▼

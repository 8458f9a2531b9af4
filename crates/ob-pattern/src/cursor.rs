//! `PatternCursor` — the playback position within a pattern.
//!
//! The cursor is a plain `Copy` value advanced by [`PatternCursor::step`], a
//! pure function of the cursor and the pattern.  The simulator owns one
//! cursor per run and steps it exactly once per tick.

use crate::Pattern;

/// Position within a [`Pattern`] plus the button state it last produced.
#[derive(Copy, Clone, Debug, Default, PartialEq, Eq)]
pub struct PatternCursor {
    action_index:      usize,
    elapsed_in_action: u32,
    pressed:           bool,
}

impl PatternCursor {
    /// A cursor at the first action with the button released.
    pub fn new() -> Self {
        Self::default()
    }

    /// Consume one tick of `pattern`.
    ///
    /// The returned cursor's [`pressed`][Self::pressed] is the button state
    /// for the tick just consumed.  An action counts `duration_ticks` ticks;
    /// the tick after its last one is the transition tick, which already
    /// reports the next action's state without counting toward it.  The first
    /// action therefore lasts `duration_ticks` and every later action
    /// `duration_ticks + 1`.
    ///
    /// When the last action runs out the pressed state is left as it was, so
    /// it persists for the rest of the run; an empty pattern never presses
    /// the button.
    #[must_use]
    pub fn step(self, pattern: &Pattern) -> Self {
        let Some(action) = pattern.get(self.action_index) else {
            return self;
        };

        if self.elapsed_in_action >= action.duration_ticks() {
            let next = self.action_index + 1;
            let pressed = pattern.get(next).map_or(self.pressed, |a| a.kind().is_pressed());
            Self { action_index: next, elapsed_in_action: 0, pressed }
        } else {
            Self {
                action_index:      self.action_index,
                elapsed_in_action: self.elapsed_in_action + 1,
                pressed:           action.kind().is_pressed(),
            }
        }
    }

    /// Button state produced by the most recent step.
    #[inline]
    pub fn pressed(&self) -> bool {
        self.pressed
    }

    /// Index of the action the next step will consume.
    #[inline]
    pub fn action_index(&self) -> usize {
        self.action_index
    }

    /// Ticks already consumed from the current action.
    #[inline]
    pub fn elapsed_in_action(&self) -> u32 {
        self.elapsed_in_action
    }

    /// `true` once every action of `pattern` has been consumed.
    pub fn is_exhausted(&self, pattern: &Pattern) -> bool {
        self.action_index >= pattern.len()
    }
}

▲

◆ **Task directions**:
Render every record verbatim. Nothing should be left out.

◆ **Solution below**:
repository 8458f9a2531b9af4
filename crates/ob-pattern/src/cursor.rs
//! `PatternCursor` — the playback position within a pattern.
//!
//! The cursor is a plain `Copy` value advanced by [`PatternCursor::step`], a
//! pure function of the cursor and the pattern.  The simulator owns one
//! cursor per run and steps it exactly once per tick.

use crate::Pattern;

/// Position within a [`Pattern`] plus the button state it last produced.
#[derive(Copy, Clone, Debug, Default, PartialEq, Eq)]
pub struct PatternCursor {
    action_index:      usize,
    elapsed_in_action: u32,
    pressed:           bool,
}

impl PatternCursor {
    /// A cursor at the first action with the button released.
    pub fn new() -> Self {
        Self::default()
    }

    /// Consume one tick of `pattern`.
    ///
    /// The returned cursor's [`pressed`][Self::pressed] is the button state
    /// for the tick just consumed.  An action counts `duration_ticks` ticks;
    /// the tick after its last one is the transition tick, which already
    /// reports the next action's state without counting toward it.  The first
    /// action therefore lasts `duration_ticks` and every later action
    /// `duration_ticks + 1`.
    ///
    /// When the last action runs out the pressed state is left as it was, so
    /// it persists for the rest of the run; an empty pattern never presses
    /// the button.
    #[must_use]
    pub fn step(self, pattern: &Pattern) -> Self {
        let Some(action) = pattern.get(self.action_index) else {
            return self;
        };

        if self.elapsed_in_action >= action.duration_ticks() {
            let next = self.action_index + 1;
            let pressed = pattern.get(next).map_or(self.pressed, |a| a.kind().is_pressed());
            Self { action_index: next, elapsed_in_action: 0, pressed }
        } else {
            Self {
                action_index:      self.action_index,
                elapsed_in_action: self.elapsed_in_action + 1,
                pressed:           action.kind().is_pressed(),
            }
        }
    }

    /// Button state produced by the most recent step.
    #[inline]
    pub fn pressed(&self) -> bool {
        self.pressed
    }

    /// Index of the action the next step will consume.
    #[inline]
    pub fn action_index(&self) -> usize {
        self.action_index
    }

    /// Ticks already consumed from the current action.
    #[inline]
    pub fn elapsed_in_action(&self) -> u32 {
        self.elapsed_in_action
    }

    /// `true` once every action of `pattern` has been consumed.
    pub fn is_exhausted(&self, pattern: &Pattern) -> bool {
        self.action_index >= pattern.len()
    }
}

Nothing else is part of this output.